Toutes les opinions soutenues jusqu’à aujourd’hui sur Sade, soient-elles d’admirateurs, de détracteurs ou studieux
analystes, ont été incapables de donner une explication cohérente de la vie et de l’œuvre de Sade sans omettre des
données historiques importantes, vraies et certaines, sans inclure des hypothèses basées sur la réalité, tout en
avançant même parfois des contre-vérités comme des faits admis. Admirateurs, détracteurs et universitaires zélés
partagent tous le même ensemble de préjugés: "Sade jouissait sexuellement de la torture et il écrivit la pornographie
d’horreur pour justifier la torture et le meurtre." Et cette unanimité d’opinions apparemment contraires a été prise pour
la vérité.
Comme si l’action des autres personnages ou simple ornement, comme si le reste des écrits de Sade hors des romans
érotiques n’exprimait pas sa pensée. L’œuvre d’un écrivain est un ensemble où il faut trouver ce que chaque ouvrage
concret, et chaque partie concrète du même expriment des idées et sentiments de l’auteur. Mais, avec Sade, on a préjugé
un type de personnalité, basé non pas sur des données historiques mais sur des fantaisies, et on a déduit de ce type
présupposé tout acte, parole et idée de Sade, identifiant l’écrivain aux personnages les plus pervers de ses romans.

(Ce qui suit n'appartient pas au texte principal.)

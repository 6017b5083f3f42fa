//! Neovim configuration step
//!
//! Clones the personal nvim configuration into `~/.config/nvim`. A
//! pre-existing directory that isn't a clone of anything is moved aside to a
//! timestamped `nvim.backup.<ts>` sibling first; nothing is overwritten.

use crate::config::Config;
use crate::output;
use crate::probe::HostProbe;
use crate::step::{Presence, Step, StepContext};
use crate::util::{fsx, git};
use anyhow::Result;
use std::path::{Path, PathBuf};

pub struct NvimConfig {
    url: String,
    dest: PathBuf,
}

impl NvimConfig {
    pub fn new(config: &Config, home: &Path) -> Self {
        Self {
            url: config.repos.nvim_config.clone(),
            dest: home.join(".config/nvim"),
        }
    }

    /// The backup-then-clone action, separated from the `Step` plumbing so
    /// the backup behavior is testable against a temp filesystem.
    pub fn install_into(url: &str, dest: &Path) -> Result<()> {
        if dest.exists() && !git::is_valid_repo(dest) {
            let backup = fsx::backup_aside(dest)?;
            output::info(&format!(
                "existing nvim config moved to {}",
                backup.display()
            ));
        }
        git::clone_into(url, dest)
    }
}

impl Step for NvimConfig {
    fn name(&self) -> &str {
        "nvim-config"
    }

    fn summary(&self) -> String {
        "Cloning nvim configuration".to_string()
    }

    fn check(&self, probe: &dyn HostProbe) -> Result<Presence> {
        // Only a directory that is already a clone counts as present; a plain
        // directory still needs the backup-then-clone action.
        if probe.path_exists(&self.dest.join(".git")) {
            Ok(Presence::Present("existing clone".to_string()))
        } else {
            Ok(Presence::Absent)
        }
    }

    fn apply(&self, _ctx: &StepContext) -> Result<()> {
        Self::install_into(&self.url, &self.dest)
    }
}
//! Nushell step
//!
//! Downloads the pinned release tarball and installs the `nu` binary to
//! /usr/local/bin. Registering nu as the login shell (append to /etc/shells,
//! chsh) is opt-in; most machines only want the binary.

use crate::config::Config;
use crate::probe::HostProbe;
use crate::step::{Presence, Step, StepContext};
use crate::util::{download, extract, shell};
use anyhow::Result;

const NU_BIN: &str = "/usr/local/bin/nu";

pub struct Nushell {
    version: String,
    url: String,
    sha256: Option<String>,
    archive_dir: String,
    register_login_shell: bool,
}

impl Nushell {
    pub fn new(config: &Config, register_login_shell: bool) -> Self {
        Self {
            version: config.pinned.nushell.clone(),
            url: config.nushell_url(),
            sha256: config.checksums.nushell.clone(),
            archive_dir: config.nushell_archive_dir(),
            register_login_shell,
        }
    }
}

impl Step for Nushell {
    fn name(&self) -> &str {
        "nushell"
    }

    fn summary(&self) -> String {
        format!("Installing Nushell {}", self.version)
    }

    fn check(&self, probe: &dyn HostProbe) -> Result<Presence> {
        if probe.command_on_path("nu") {
            Ok(Presence::Present("nu on PATH".to_string()))
        } else {
            Ok(Presence::Absent)
        }
    }

    fn apply(&self, ctx: &StepContext) -> Result<()> {
        let archive = ctx.staging.join(format!("nu-{}.tar.gz", self.version));
        download::fetch_verified(&self.url, &archive, self.sha256.as_deref())?;
        extract::extract(&archive, &ctx.staging)?;

        let nu = ctx.staging.join(&self.archive_dir).join("nu");
        shell::run(&format!(
            "sudo install -m 755 '{}' {}",
            nu.display(),
            NU_BIN
        ))?;

        if self.register_login_shell {
            if !ctx.probe.login_shell_registered(NU_BIN)? {
                shell::run(&format!("echo {} | sudo tee -a /etc/shells >/dev/null", NU_BIN))?;
            }
            shell::run(&format!("chsh -s {}", NU_BIN))?;
            crate::output::info("login shell changed to nu (takes effect next login)");
        }

        shell::run(&format!("{} --version", NU_BIN))
    }
}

Il n’y a pas aucun doute que l’oeuvre de Sade prouve qu’il était capable de portraiturer littérairement la cruauté, même
l’infinitude de la cruauté. Mais cette capacité, toute seule, ne dit rien sur la vie réelle de Sade. Personne ne pense jamais
à interpréter, par exemple, la vie de Sade d’après des personnages comme Justine, la vertu torturée ou Zamé, le roi plein
de bonté de Tamoë, qui sont tous deux aussi de Sade que la méchante Juliette ou que les bourreaux de "Les cent vingt
journées de Sodome". Bien sûr qu’identifier Sade aux personnages bons serait une erreur, mais l’identifier aux méchants
est aussi erroné, car dans les deux cas on mêle la réalité avec la fiction.

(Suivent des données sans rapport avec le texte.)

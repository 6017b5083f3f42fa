//! Pinned versions, download targets, and the snap list
//!
//! Everything the sequence installs is pinned here. Built-in defaults cover a
//! stock setup; a TOML file (`--config`, or `~/.config/devinit/config.toml`)
//! overrides them. Versions are hard-coded rather than resolved dynamically so
//! two runs of the same binary provision the same machine.

use anyhow::{Context, Result};
use serde::Deserialize;
use std::path::{Path, PathBuf};

/// Installer scripts piped to `sh`. These hosts publish no pinned archives;
/// the scripts themselves select the release.
pub const RUSTUP_INSTALLER_URL: &str = "https://sh.rustup.rs";
pub const STARSHIP_INSTALLER_URL: &str = "https://starship.rs/install.sh";
pub const FNM_INSTALLER_URL: &str = "https://fnm.vercel.app/install";

/// Release archive target. One OS family, one architecture.
pub const TARGET: &str = "x86_64-unknown-linux-gnu";

#[derive(Debug, Clone, Deserialize, Default)]
#[serde(default, deny_unknown_fields)]
pub struct Config {
    pub pinned: Pinned,
    pub checksums: Checksums,
    pub repos: Repos,
    pub apt: Apt,
    pub snaps: Snaps,
}

/// Release versions hard-coded into the sequence.
#[derive(Debug, Clone, Deserialize)]
#[serde(default, deny_unknown_fields)]
pub struct Pinned {
    pub nushell: String,
    pub neovim: String,
    pub node: String,
    pub nerd_fonts: String,
}

impl Default for Pinned {
    fn default() -> Self {
        Self {
            nushell: "0.101.0".to_string(),
            neovim: "0.10.3".to_string(),
            node: "22.13.0".to_string(),
            nerd_fonts: "3.3.0".to_string(),
        }
    }
}

/// Optional SHA-256 digests for the pinned archives. Unset means the
/// download is trusted as fetched.
#[derive(Debug, Clone, Deserialize, Default)]
#[serde(default, deny_unknown_fields)]
pub struct Checksums {
    pub nushell: Option<String>,
    pub neovim: Option<String>,
    pub nerd_fonts: Option<String>,
}

/// Personal configuration repositories cloned into `~/.config`.
#[derive(Debug, Clone, Deserialize)]
#[serde(default, deny_unknown_fields)]
pub struct Repos {
    pub zellij_config: String,
    pub nvim_config: String,
}

impl Default for Repos {
    fn default() -> Self {
        Self {
            zellij_config: "https://github.com/mjp-dev/zellij-config.git".to_string(),
            nvim_config: "https://github.com/mjp-dev/nvim-config.git".to_string(),
        }
    }
}

/// Base toolchain installed in one bulk apt invocation.
#[derive(Debug, Clone, Deserialize)]
#[serde(default, deny_unknown_fields)]
pub struct Apt {
    pub base_packages: Vec<String>,
}

impl Default for Apt {
    fn default() -> Self {
        Self {
            base_packages: [
                "build-essential",
                "curl",
                "git",
                "unzip",
                "pkg-config",
                "libssl-dev",
                "fontconfig",
            ]
            .iter()
            .map(|s| s.to_string())
            .collect(),
        }
    }
}

/// Desktop applications installed through snap.
#[derive(Debug, Clone, Deserialize)]
#[serde(default, deny_unknown_fields)]
pub struct Snaps {
    pub apps: Vec<SnapApp>,
}

#[derive(Debug, Clone, Deserialize)]
#[serde(deny_unknown_fields)]
pub struct SnapApp {
    pub name: String,
    /// Install with `--classic` confinement.
    #[serde(default)]
    pub classic: bool,
}

impl SnapApp {
    fn new(name: &str, classic: bool) -> Self {
        Self {
            name: name.to_string(),
            classic,
        }
    }
}

impl Default for Snaps {
    fn default() -> Self {
        Self {
            apps: vec![
                SnapApp::new("code", true),
                SnapApp::new("obsidian", true),
                SnapApp::new("discord", false),
                SnapApp::new("slack", false),
                SnapApp::new("spotify", false),
            ],
        }
    }
}

impl Config {
    /// Load configuration: an explicit path must exist and parse; otherwise
    /// the default location is used if present, else built-in defaults.
    pub fn load(explicit: Option<&Path>) -> Result<Config> {
        let path = match explicit {
            Some(p) => p.to_path_buf(),
            None => match default_config_path() {
                Some(p) if p.exists() => p,
                _ => return Ok(Config::default()),
            },
        };

        let content = std::fs::read_to_string(&path)
            .with_context(|| format!("failed to read config: {}", path.display()))?;
        toml::from_str(&content)
            .with_context(|| format!("failed to parse config: {}", path.display()))
    }

    pub fn nushell_url(&self) -> String {
        format!(
            "https://github.com/nushell/nushell/releases/download/{v}/nu-{v}-{TARGET}.tar.gz",
            v = self.pinned.nushell
        )
    }

    /// Name of the top-level directory inside the nushell tarball.
    pub fn nushell_archive_dir(&self) -> String {
        format!("nu-{}-{}", self.pinned.nushell, TARGET)
    }

    pub fn neovim_url(&self) -> String {
        format!(
            "https://github.com/neovim/neovim/releases/download/v{}/nvim-linux64.tar.gz",
            self.pinned.neovim
        )
    }

    pub fn nerd_font_url(&self) -> String {
        format!(
            "https://github.com/ryanoasis/nerd-fonts/releases/download/v{}/JetBrainsMono.zip",
            self.pinned.nerd_fonts
        )
    }
}

fn default_config_path() -> Option<PathBuf> {
    dirs::config_dir().map(|d| d.join("devinit/config.toml"))
}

La supposition que le caractère et les faits de quelqu’un peuvent être jugés d’après ses écrits rencontre, au moins dans ce
cas, une grave contradiction; Sade savait aussi décrire, avec la même perfection que la méchanceté et l’obscénité, les plus
hauts dégrés de l’amour, la bonté et la vertu. Ce fait est presque inconnu parce qu’il ne s’accorde pas à l’image la plus
répandue de Sade; les oeuvres de Sade qui le démontrent plus clairement sont difficiles à trouver et inconnues, faute de le
vouloir car on ne cherche chez Sade que des écrits de pornographie et de violence.

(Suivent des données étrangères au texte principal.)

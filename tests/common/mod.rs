//! Shared test fixtures
//!
//! `MockHost` is a scripted [`HostProbe`]: tests declare which commands,
//! paths, snaps, and login shells exist, and step checks observe exactly
//! that. No test here touches the real machine.

// Each test binary uses its own subset of these helpers.
#![allow(dead_code)]

use anyhow::Result;
use devinit::probe::HostProbe;
use std::collections::HashSet;
use std::path::{Path, PathBuf};

#[derive(Default)]
pub struct MockHost {
    commands: HashSet<String>,
    paths: HashSet<PathBuf>,
    snaps: HashSet<String>,
    shells: HashSet<String>,
}

impl MockHost {
    pub fn new() -> Self {
        Self::default()
    }

    pub fn with_command(mut self, name: &str) -> Self {
        self.commands.insert(name.to_string());
        self
    }

    pub fn with_path(mut self, path: impl Into<PathBuf>) -> Self {
        self.paths.insert(path.into());
        self
    }

    pub fn with_snap(mut self, name: &str) -> Self {
        self.snaps.insert(name.to_string());
        self
    }

    pub fn with_login_shell(mut self, path: &str) -> Self {
        self.shells.insert(path.to_string());
        self
    }
}

impl HostProbe for MockHost {
    fn command_on_path(&self, name: &str) -> bool {
        self.commands.contains(name)
    }

    fn path_exists(&self, path: &Path) -> bool {
        self.paths.contains(path)
    }

    fn snap_installed(&self, name: &str) -> Result<bool> {
        Ok(self.snaps.contains(name))
    }

    fn login_shell_registered(&self, shell_path: &str) -> Result<bool> {
        Ok(self.shells.contains(shell_path))
    }
}

/// A mock host where every guarded target in the default sequence exists.
pub fn fully_provisioned_host(home: &Path) -> MockHost {
    MockHost::new()
        .with_command("rustc")
        .with_command("nu")
        .with_command("starship")
        .with_path("/usr/local/bin/nvim")
        .with_path(home.join(".config/zellij"))
        .with_path(home.join(".config/nvim/.git"))
        .with_path(home.join(".local/share/fonts/JetBrainsMonoNerdFont-Regular.ttf"))
        .with_path(home.join(".local/share/fnm/fnm"))
        .with_path(home.join(".local/share/fnm/node-versions/v22.13.0"))
        .with_snap("code")
        .with_snap("obsidian")
        .with_snap("discord")
        .with_snap("slack")
        .with_snap("spotify")
}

On interprète, non pas les écrits de Sade partant des faits de sa vie, mais sa vie partant de ses oeuvres littéraires, sans
marquer les limites entre la fantaisie et la réalité. Lorsqu’il s’agit de Sade, on se permet d’omettre ou dénaturer des faits
prouvés, poser des données imaginaires ou des simples conjectures comme des réalités constatées, et de tomber dans
la caricature la plus grossière.
Ce que l'on pense être les idées de Sade a très peu de relation avec les pensées de l’homme qui a écrit toute l’oeuvre
de l'écrivain maudit. Mais on ignore aussi que la plûpart des actes qu’on attribue à Sade n’ont aucune correspondance
avec la réalité. Sade n’était pas un meurtrier, et ses écrits ne pouvaient pas être la justification d’actes qu’il ne commit pas.
L'examen de toute l’oeuvre de Sade, avec tous ses personnages, donne un résultat très différent de celui de la recherche
simple du psychopathe, soit pour l’adorer, pour l’abhorrer ou pour en déclarer l’indifférence. Mais on se nie à accepter ce
résultat parce qu’il contredit les préjugés sur Sade et ce qu’on croit toujours sur lui.
Malgré la prolixité de ses descriptions littéraires d’assassinats, Sade est un homme qui jamais n’a tué personne.
Ce n’est pas seulement qu’on n’ait pas pu prouver sa culpabilité d’un crime concret: c’est que Sade ne fut pas même
suspect d’assassinat dans aucun cas, sauf par la plainte de la prostituée intoxiquée par cantharide qui l’accusa de
tentative d’empoisonnement, et par les ossements qu’une actrice nommée "Du Plan", amie de Sade, avait utilisé pour
un décor macabre, et que le marquis fit enterrer après au jardin. D’autre part, nous savons que Sade combattit la peine
de mort pendant la Révolution et qu’il risqua sa vie pour sauver des innocents.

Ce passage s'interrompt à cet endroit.